**WORK ORDER**.
From the entries below, output the line with "a placement list." and each following line up to and including the line with "transaction and consumes", exactly as written.

::: THE RECORDS

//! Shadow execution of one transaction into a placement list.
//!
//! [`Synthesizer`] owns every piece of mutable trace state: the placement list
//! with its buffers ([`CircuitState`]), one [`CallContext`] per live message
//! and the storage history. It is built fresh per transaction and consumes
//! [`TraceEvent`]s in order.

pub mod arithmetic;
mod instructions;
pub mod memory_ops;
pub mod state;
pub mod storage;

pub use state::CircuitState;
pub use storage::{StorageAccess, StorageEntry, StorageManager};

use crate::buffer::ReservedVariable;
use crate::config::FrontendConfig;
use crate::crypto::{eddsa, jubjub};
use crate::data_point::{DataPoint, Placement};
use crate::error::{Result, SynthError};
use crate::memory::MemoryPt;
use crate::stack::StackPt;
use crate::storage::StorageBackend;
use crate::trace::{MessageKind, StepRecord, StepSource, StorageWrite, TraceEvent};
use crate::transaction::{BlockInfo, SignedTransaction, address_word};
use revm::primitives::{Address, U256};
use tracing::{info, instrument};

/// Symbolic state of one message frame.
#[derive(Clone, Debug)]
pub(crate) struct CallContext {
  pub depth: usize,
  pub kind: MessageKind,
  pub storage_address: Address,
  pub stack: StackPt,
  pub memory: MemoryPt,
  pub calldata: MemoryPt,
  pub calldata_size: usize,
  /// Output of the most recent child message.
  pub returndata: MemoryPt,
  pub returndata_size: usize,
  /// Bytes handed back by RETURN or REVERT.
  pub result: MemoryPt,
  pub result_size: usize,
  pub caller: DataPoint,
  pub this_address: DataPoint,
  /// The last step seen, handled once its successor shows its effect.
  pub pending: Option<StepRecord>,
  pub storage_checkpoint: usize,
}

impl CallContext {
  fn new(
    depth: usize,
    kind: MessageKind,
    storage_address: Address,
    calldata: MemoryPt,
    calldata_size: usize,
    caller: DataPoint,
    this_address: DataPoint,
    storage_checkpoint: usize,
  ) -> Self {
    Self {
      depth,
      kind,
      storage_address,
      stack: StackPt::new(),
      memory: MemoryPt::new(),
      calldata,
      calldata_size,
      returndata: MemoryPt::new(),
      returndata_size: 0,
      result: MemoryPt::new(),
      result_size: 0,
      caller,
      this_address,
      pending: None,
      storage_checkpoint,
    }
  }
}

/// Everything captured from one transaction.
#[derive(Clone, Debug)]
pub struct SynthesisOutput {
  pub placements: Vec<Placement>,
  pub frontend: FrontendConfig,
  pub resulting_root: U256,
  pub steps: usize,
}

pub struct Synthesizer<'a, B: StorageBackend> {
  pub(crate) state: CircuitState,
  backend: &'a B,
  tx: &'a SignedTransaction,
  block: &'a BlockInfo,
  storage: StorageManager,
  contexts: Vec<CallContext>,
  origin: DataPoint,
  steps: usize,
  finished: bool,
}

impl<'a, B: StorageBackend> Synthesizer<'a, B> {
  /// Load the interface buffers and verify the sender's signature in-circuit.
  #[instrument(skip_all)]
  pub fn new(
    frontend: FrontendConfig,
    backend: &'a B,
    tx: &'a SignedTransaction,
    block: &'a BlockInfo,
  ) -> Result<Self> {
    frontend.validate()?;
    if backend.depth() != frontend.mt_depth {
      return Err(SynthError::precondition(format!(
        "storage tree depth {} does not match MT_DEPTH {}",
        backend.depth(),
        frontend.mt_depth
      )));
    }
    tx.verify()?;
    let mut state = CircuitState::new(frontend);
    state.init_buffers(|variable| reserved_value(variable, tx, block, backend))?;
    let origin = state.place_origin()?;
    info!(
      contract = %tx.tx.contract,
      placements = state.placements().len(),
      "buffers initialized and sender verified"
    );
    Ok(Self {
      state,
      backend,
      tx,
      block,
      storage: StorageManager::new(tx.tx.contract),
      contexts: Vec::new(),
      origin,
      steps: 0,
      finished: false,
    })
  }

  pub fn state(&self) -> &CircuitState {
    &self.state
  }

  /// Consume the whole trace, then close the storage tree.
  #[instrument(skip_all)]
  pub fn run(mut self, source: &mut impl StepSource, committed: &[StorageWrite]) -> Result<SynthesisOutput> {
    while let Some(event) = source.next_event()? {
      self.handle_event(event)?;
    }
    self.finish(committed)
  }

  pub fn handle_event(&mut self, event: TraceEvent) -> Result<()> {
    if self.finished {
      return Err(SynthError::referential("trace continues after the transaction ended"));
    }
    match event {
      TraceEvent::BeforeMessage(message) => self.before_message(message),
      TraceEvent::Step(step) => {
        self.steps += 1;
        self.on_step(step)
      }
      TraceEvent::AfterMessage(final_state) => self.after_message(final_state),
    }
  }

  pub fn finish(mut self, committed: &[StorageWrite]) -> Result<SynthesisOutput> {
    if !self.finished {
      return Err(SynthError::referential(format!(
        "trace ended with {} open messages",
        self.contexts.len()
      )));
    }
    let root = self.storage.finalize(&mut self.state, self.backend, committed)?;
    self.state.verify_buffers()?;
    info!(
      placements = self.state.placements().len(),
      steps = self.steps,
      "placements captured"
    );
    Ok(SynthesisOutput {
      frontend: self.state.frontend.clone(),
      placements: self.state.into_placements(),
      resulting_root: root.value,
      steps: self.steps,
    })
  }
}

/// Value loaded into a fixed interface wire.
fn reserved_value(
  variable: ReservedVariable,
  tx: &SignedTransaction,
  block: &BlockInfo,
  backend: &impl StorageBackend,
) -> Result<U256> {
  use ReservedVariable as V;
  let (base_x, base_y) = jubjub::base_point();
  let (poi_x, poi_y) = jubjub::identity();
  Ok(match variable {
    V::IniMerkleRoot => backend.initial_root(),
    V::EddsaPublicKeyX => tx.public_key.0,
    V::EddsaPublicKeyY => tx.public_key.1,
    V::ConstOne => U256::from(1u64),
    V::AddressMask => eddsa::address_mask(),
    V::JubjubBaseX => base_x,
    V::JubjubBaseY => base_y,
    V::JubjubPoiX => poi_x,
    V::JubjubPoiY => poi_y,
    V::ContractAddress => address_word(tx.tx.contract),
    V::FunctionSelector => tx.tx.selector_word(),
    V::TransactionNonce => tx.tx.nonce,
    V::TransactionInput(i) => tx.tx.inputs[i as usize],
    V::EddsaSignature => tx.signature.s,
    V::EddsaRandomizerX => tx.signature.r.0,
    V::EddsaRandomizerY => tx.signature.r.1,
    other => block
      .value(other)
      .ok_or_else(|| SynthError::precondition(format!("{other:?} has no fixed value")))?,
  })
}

::::::
::: THE RECORDS

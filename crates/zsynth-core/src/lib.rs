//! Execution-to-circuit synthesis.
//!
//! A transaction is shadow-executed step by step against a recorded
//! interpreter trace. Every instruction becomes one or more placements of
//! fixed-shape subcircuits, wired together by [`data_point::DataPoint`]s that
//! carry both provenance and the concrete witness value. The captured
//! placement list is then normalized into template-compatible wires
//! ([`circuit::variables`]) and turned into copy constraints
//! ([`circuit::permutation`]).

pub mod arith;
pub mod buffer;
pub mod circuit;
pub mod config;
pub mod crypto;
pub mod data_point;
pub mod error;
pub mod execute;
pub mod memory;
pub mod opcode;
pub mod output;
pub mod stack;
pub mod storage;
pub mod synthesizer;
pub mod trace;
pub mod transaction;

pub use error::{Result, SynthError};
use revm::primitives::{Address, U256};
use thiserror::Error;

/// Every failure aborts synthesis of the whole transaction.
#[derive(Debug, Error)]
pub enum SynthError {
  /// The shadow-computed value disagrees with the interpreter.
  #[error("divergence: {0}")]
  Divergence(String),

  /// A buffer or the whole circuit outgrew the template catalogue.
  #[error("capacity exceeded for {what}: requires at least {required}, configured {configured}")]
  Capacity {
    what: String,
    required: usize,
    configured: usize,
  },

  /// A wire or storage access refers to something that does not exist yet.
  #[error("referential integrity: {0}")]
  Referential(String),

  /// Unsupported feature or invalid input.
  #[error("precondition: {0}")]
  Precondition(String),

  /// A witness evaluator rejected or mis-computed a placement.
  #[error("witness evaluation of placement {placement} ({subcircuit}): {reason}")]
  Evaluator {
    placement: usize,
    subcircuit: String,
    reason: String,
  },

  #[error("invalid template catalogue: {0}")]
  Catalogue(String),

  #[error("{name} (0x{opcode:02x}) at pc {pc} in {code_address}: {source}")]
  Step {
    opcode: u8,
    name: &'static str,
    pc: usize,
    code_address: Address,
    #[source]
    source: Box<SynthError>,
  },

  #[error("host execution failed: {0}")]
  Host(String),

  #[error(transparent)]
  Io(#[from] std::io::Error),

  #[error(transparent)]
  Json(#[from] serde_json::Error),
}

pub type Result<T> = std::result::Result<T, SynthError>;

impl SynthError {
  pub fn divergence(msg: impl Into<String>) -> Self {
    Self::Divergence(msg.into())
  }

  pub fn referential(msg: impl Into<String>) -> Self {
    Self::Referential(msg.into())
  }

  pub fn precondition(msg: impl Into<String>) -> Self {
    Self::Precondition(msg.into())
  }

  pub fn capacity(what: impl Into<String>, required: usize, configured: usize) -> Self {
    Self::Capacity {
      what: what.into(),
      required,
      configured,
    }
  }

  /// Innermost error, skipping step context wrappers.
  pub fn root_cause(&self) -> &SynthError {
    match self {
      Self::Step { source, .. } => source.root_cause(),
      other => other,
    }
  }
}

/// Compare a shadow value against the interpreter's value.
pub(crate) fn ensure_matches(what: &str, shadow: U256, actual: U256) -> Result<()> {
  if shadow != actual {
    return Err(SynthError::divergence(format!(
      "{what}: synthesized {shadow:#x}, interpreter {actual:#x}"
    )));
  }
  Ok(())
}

::::::
::: THE RECORDS

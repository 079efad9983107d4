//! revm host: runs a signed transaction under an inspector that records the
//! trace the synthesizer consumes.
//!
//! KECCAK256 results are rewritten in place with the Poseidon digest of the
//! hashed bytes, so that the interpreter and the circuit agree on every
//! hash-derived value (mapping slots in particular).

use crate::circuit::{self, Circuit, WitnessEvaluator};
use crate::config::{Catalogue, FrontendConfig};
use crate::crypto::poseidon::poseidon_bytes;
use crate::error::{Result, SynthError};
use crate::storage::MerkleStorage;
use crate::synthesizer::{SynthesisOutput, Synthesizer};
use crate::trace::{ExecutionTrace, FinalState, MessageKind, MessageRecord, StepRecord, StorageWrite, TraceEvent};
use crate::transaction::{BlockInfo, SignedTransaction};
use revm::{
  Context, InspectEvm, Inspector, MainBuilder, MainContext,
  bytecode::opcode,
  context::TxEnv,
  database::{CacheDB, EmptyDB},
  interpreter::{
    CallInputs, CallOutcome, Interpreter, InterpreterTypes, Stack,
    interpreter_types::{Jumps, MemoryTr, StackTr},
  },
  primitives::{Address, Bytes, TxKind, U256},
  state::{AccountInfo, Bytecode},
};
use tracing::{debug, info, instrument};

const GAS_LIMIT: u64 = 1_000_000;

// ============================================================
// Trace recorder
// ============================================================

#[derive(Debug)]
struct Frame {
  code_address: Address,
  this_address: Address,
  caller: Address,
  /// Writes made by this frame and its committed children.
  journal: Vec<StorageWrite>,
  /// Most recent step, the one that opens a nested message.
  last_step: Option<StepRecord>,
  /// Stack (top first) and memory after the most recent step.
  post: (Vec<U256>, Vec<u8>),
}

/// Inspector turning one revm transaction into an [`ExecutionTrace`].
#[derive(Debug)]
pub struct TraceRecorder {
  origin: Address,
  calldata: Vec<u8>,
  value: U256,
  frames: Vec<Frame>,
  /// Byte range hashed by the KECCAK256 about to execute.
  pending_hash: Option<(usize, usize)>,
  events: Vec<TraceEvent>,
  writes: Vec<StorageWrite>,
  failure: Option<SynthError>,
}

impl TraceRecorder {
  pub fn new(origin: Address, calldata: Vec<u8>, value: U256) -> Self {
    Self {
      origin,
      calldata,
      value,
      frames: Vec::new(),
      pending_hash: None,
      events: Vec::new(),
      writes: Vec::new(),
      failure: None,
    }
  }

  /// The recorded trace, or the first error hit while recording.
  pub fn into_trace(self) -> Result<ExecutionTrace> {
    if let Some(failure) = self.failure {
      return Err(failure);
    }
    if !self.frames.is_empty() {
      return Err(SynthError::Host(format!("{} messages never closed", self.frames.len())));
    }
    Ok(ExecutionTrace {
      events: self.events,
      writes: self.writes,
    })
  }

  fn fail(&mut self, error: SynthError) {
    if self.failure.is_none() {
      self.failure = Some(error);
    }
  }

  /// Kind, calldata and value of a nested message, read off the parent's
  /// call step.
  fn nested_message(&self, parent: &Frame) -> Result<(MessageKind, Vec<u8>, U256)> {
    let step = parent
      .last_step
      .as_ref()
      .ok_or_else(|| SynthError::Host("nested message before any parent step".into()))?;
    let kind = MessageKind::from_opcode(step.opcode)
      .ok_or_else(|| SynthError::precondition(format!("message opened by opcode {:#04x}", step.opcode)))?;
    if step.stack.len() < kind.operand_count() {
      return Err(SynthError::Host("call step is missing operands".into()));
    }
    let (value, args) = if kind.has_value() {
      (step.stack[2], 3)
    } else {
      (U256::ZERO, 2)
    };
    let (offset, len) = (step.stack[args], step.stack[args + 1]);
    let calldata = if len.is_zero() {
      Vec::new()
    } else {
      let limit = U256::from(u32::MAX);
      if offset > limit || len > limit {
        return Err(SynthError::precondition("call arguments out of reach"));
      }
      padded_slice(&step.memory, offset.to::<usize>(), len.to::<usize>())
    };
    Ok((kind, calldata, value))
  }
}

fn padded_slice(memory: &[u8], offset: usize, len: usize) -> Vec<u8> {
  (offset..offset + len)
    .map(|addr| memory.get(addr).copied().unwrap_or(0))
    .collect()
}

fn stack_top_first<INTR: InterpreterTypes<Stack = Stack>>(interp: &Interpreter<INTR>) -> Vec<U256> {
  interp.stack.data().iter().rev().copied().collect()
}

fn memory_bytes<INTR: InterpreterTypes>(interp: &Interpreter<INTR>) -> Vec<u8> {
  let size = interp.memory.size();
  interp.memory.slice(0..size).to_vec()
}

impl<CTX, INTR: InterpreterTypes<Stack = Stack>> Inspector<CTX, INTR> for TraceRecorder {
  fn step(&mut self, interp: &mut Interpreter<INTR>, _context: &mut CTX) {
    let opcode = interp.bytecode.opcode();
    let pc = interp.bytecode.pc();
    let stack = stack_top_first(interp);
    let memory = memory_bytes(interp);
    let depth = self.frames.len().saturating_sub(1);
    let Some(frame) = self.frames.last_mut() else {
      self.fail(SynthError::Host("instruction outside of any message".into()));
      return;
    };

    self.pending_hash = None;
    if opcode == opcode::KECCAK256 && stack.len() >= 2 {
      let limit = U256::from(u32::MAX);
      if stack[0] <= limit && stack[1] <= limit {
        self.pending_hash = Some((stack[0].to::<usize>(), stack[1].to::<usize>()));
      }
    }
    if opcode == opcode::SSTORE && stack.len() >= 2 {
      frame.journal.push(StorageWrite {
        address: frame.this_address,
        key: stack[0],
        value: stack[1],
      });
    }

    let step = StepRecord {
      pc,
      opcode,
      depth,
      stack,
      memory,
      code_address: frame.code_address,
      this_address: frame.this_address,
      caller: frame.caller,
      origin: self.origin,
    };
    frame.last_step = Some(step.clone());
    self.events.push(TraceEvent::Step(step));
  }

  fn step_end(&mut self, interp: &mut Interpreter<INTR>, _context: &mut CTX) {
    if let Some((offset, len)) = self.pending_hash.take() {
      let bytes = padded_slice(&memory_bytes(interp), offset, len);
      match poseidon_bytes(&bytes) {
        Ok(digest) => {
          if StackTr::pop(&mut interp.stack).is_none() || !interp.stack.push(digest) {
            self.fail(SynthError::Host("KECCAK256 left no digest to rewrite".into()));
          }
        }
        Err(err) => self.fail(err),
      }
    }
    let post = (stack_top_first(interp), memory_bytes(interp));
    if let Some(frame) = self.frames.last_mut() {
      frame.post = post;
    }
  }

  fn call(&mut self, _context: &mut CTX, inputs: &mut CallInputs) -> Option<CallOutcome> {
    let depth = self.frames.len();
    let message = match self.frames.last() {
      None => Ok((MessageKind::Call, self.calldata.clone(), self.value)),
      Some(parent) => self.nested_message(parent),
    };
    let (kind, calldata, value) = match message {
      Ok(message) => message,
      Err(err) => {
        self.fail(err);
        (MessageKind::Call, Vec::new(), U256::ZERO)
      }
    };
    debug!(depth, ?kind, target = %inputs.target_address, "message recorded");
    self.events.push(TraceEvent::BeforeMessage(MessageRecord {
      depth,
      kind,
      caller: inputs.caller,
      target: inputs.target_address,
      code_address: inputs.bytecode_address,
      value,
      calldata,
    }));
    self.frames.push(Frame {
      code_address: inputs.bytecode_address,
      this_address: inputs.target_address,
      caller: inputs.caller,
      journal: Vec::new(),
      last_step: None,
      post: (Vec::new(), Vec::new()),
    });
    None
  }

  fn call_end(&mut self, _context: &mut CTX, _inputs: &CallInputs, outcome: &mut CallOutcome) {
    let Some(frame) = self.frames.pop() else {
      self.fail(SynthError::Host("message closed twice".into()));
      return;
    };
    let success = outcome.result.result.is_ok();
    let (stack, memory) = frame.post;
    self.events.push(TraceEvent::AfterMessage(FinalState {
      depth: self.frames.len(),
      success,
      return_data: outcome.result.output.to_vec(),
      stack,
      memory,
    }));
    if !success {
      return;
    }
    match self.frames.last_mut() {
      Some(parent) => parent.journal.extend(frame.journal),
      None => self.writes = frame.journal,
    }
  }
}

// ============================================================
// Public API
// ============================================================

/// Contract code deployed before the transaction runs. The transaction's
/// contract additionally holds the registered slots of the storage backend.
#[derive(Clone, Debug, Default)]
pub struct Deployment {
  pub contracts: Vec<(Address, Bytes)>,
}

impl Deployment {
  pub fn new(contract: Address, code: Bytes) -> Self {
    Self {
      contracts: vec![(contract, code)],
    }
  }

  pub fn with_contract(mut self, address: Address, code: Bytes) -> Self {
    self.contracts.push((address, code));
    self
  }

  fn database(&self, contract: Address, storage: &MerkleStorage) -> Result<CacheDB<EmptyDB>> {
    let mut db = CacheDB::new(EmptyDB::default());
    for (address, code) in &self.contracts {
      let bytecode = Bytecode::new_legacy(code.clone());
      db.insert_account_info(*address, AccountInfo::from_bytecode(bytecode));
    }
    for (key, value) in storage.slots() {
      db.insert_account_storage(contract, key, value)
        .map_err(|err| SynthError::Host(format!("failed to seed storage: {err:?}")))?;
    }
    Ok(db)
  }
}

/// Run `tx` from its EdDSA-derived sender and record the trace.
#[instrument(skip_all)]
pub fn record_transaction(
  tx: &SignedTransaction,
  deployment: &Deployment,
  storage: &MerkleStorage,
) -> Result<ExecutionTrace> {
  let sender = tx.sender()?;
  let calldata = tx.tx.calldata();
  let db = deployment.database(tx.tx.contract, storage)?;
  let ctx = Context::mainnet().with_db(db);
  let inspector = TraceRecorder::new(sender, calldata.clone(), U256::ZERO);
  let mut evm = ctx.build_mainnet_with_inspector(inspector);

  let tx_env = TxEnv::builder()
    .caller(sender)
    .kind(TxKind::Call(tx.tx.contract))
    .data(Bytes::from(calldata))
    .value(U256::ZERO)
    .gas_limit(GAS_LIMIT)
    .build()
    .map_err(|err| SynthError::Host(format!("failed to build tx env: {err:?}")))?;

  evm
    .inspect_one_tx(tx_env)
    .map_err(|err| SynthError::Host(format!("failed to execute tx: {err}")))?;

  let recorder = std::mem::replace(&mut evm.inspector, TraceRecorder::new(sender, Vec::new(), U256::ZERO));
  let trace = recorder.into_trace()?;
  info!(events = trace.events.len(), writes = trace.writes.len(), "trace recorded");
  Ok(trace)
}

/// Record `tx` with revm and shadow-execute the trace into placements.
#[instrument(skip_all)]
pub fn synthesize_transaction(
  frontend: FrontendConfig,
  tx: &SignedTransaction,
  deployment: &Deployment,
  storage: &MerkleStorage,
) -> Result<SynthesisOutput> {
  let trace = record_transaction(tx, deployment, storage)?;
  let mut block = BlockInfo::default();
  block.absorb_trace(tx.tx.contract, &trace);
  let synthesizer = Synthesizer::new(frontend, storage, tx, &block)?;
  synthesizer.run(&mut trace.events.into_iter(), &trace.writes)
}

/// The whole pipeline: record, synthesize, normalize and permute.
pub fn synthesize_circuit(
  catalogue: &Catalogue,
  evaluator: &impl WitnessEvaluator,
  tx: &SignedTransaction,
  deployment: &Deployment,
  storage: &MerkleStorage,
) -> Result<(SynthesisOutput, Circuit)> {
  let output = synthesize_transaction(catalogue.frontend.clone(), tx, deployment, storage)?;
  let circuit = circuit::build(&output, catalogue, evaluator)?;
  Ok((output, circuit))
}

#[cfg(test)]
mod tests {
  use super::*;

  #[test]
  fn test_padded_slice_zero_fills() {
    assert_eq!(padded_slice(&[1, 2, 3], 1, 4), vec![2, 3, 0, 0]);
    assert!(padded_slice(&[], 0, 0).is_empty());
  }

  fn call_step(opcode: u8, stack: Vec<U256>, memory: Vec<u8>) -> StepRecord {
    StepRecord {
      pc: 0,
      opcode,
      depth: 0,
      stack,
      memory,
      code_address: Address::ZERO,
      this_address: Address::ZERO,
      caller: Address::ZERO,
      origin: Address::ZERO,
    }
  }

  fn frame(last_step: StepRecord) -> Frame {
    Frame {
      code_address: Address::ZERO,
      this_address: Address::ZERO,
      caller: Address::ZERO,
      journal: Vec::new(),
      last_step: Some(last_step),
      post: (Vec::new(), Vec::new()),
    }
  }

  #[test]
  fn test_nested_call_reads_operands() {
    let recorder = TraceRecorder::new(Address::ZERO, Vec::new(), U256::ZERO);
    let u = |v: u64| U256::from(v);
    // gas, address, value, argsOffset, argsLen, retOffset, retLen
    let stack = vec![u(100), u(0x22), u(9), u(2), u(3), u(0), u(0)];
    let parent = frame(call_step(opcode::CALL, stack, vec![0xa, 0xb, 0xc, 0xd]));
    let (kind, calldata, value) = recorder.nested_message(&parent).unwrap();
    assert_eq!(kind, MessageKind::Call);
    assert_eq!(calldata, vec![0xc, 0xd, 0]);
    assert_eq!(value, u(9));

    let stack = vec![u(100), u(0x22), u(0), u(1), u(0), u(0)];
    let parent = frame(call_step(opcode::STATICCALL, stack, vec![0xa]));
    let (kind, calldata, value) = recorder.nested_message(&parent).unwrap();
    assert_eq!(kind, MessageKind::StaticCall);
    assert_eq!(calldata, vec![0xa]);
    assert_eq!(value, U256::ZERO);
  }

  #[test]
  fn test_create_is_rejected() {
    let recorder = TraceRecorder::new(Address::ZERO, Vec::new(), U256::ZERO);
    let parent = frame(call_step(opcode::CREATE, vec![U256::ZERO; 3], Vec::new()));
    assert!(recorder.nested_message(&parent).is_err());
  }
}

::::::

**EXERCISE OUTPUT**.
//! Shadow execution of one transaction into a placement list.
//!
//! [`Synthesizer`] owns every piece of mutable trace state: the placement list
//! with its buffers ([`CircuitState`]), one [`CallContext`] per live message
//! and the storage history. It is built fresh per transaction and consumes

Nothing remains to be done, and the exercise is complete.